To put it simply, re-accumulation happens when a stock that is already going up stops for a while. Strong hands use this sideways phase to add to their positions, while weak hands leave because they are impatient. The range usually has sharp drops, quick recoveries, and support that is tested over and over again.
As the price is showing signs of bullish momentum, the smart investors should start accumulating the stock.
ICICI Bank – Breakout, Retest & Resumption
The chart for ICICI Bank looks cleaner and stronger. The stock broke through its previous 52-week high, retested the breakout level and resumed the bullish trend. Strong trending stocks often have this pattern of breakout, retest, and then resumption.
Why does the level that broke out before act as a demand zone?
This is how the market works. Before, sellers were busy around that resistance level. Once the price clearly breaks above it, those sellers are no longer there. When the price goes back to that area, new buyers come in, and even investors who sold before may buy again. This change in behaviour turns resistance into support.
ICICI Bank’s ability to stay above its previous high shows that it is strong. The trend is still healthy as long as it keeps making higher highs and higher lows.
Axis Bank – An Outperformer
Source: TradePoint, Definedge
Axis Bank is outperforming the most other private banks right now. The stock recently hit a new all-time high of Rs.1,418. We call it “price discovery” when a stock reaches an all-time high. There is no overhead resistance, which is something that often helps momentum.
The levels of resistance that were there in the previous rally will become the demand zones. From a structural point of view, the Rs.1,180–Rs.1,300 range may probably be the accumulation zone for 2026. A healthy pullback into this area, if it has enough volume and the market as a whole is stable, could draw interest from traders and investors.
The primary uptrend will stay in place as long as Axis Bank stays above its previous swing lows on the weekly chart.
What are you Buying?
All three banks are technically constructive, but they are at different stages:
- HDFC Bank is showing signs of re-accumulation, which is a phase of building a base.
- ICICI Bank has already shown strength by breaking out and testing again.
- Axis Bank is currently in the lead, trading at new highs with clear momentum.

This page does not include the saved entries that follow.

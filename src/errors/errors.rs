use std::fmt::Display;

use thiserror::Error;

use crate::{lexer::tokens::TokenKind, Position};

#[derive(Debug, Clone, PartialEq)]
pub struct Error {
    internal_error: ErrorImpl,
    position: Position,
}

/// Coarse classification of an [`Error`].
///
/// `Lex` covers anything wrong with the characters of the line, including a
/// numeric literal that cannot be read as a number. Numeric domain failures
/// are reported with syntax severity: they abort the current evaluation and
/// nothing else.
#[derive(Debug, Clone, Copy, PartialEq, Eq)]
pub enum ErrorKind {
    Lex,
    Syntax,
}

impl Error {
    pub fn new(error_impl: ErrorImpl, position: Position) -> Self {
        Error {
            internal_error: error_impl,
            position,
        }
    }

    pub fn get_position(&self) -> &Position {
        &self.position
    }

    pub fn get_error(&self) -> &ErrorImpl {
        &self.internal_error
    }

    pub fn kind(&self) -> ErrorKind {
        match &self.internal_error {
            ErrorImpl::InvalidCharacter { .. }
            | ErrorImpl::UnknownWord { .. }
            | ErrorImpl::NumberParseError { .. } => ErrorKind::Lex,
            ErrorImpl::UnexpectedToken { .. }
            | ErrorImpl::ExpectedArguments { .. }
            | ErrorImpl::ExpectedFactor { .. }
            | ErrorImpl::TrailingInput { .. }
            | ErrorImpl::MathDomain { .. } => ErrorKind::Syntax,
        }
    }

    pub fn get_error_name(&self) -> &str {
        match &self.internal_error {
            ErrorImpl::InvalidCharacter { .. } => "InvalidCharacter",
            ErrorImpl::UnknownWord { .. } => "UnknownWord",
            ErrorImpl::UnexpectedToken { .. } => "UnexpectedToken",
            ErrorImpl::ExpectedArguments { .. } => "ExpectedArguments",
            ErrorImpl::ExpectedFactor { .. } => "ExpectedFactor",
            ErrorImpl::TrailingInput { .. } => "TrailingInput",
            ErrorImpl::NumberParseError { .. } => "NumberParseError",
            ErrorImpl::MathDomain { .. } => "MathDomain",
        }
    }

    pub fn get_tip(&self) -> ErrorTip {
        match &self.internal_error {
            ErrorImpl::InvalidCharacter { .. } => ErrorTip::None,
            ErrorImpl::UnknownWord { word, .. } => ErrorTip::Suggestion(format!(
                "`{}` is neither a function nor a constant, type `help` to list them",
                word
            )),
            ErrorImpl::UnexpectedToken { expected, .. } => match expected {
                TokenKind::RParen => ErrorTip::Suggestion(String::from(
                    "did you forget a closing parenthesis?",
                )),
                _ => ErrorTip::None,
            },
            ErrorImpl::ExpectedArguments { .. } => ErrorTip::Suggestion(String::from(
                "function arguments must be wrapped in parentheses",
            )),
            ErrorImpl::ExpectedFactor { .. } => ErrorTip::Suggestion(String::from(
                "expected a number, a constant, a function call or `(`",
            )),
            ErrorImpl::TrailingInput { .. } => ErrorTip::Suggestion(String::from(
                "did you forget an operator between two values?",
            )),
            ErrorImpl::NumberParseError { .. } => ErrorTip::None,
            ErrorImpl::MathDomain { .. } => ErrorTip::None,
        }
    }
}

impl Display for Error {
    fn fmt(&self, f: &mut std::fmt::Formatter<'_>) -> std::fmt::Result {
        write!(f, "{} (at position {})", self.internal_error, self.position.0)
    }
}

impl std::error::Error for Error {}

pub enum ErrorTip {
    None,
    Suggestion(String),
}

impl Display for ErrorTip {
    fn fmt(&self, f: &mut std::fmt::Formatter<'_>) -> std::fmt::Result {
        match self {
            ErrorTip::None => write!(f, ""),
            ErrorTip::Suggestion(suggestion) => write!(f, "{}", suggestion),
        }
    }
}

#[derive(Error, Debug, Clone, PartialEq)]
pub enum ErrorImpl {
    #[error("Invalid character: {character}")]
    InvalidCharacter { character: char },
    #[error("Invalid character: {character} (unknown word {word:?})")]
    UnknownWord { word: String, character: char },
    #[error("Invalid syntax: expected {expected}, found {found}")]
    UnexpectedToken { expected: TokenKind, found: String },
    #[error("Invalid syntax: {function} must be followed by `(`, found {found}")]
    ExpectedArguments { function: TokenKind, found: String },
    #[error("Invalid syntax: unexpected {found}")]
    ExpectedFactor { found: String },
    #[error("Invalid syntax: unexpected {found} after a complete expression")]
    TrailingInput { found: String },
    #[error("Invalid number: {token:?}")]
    NumberParseError { token: String },
    #[error("Math domain error: {function}: {reason}")]
    MathDomain {
        function: &'static str,
        reason: &'static str,
    },
}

The trend in all three of these stocks will be very important for keeping the banking sector’s overall momentum going. Their combined strength backs up the market’s feelings about the banking sector. From a portfolio point of view, a balanced distribution across all three may help reduce risk while also taking part in sectoral growth. Perhaps, you can get started by adding these stocks to your watchlist.
Note: The purpose of this article is only to share interesting charts, data points and thought-provoking opinions. It is NOT a recommendation. If you wish to consider an investment, you are strongly advised to consult your advisor. This article is strictly for educative purposes only.
Brijesh Bhatia is an Independent Research Analyst and is engaged in offering research and recommendation services with SEBI RA Number – INH000022075. He has two decades of experience in India’s financial markets as a trader and technical analyst.
Disclosure: The writer and his dependents do not hold the stocks discussed here. The website managers, its employee(s), and contributors/writers/authors of articles have or may have an outstanding buy or sell position or holding in the securities, options on securities or other related investments of issuers and/or companies discussed therein. The content of the articles and the interpretation of data are solely the personal views of the contributors/ writers/authors. Investors must make their own investment decisions based on their specific objectives and resources, and only after consulting such independent advisors if necessary.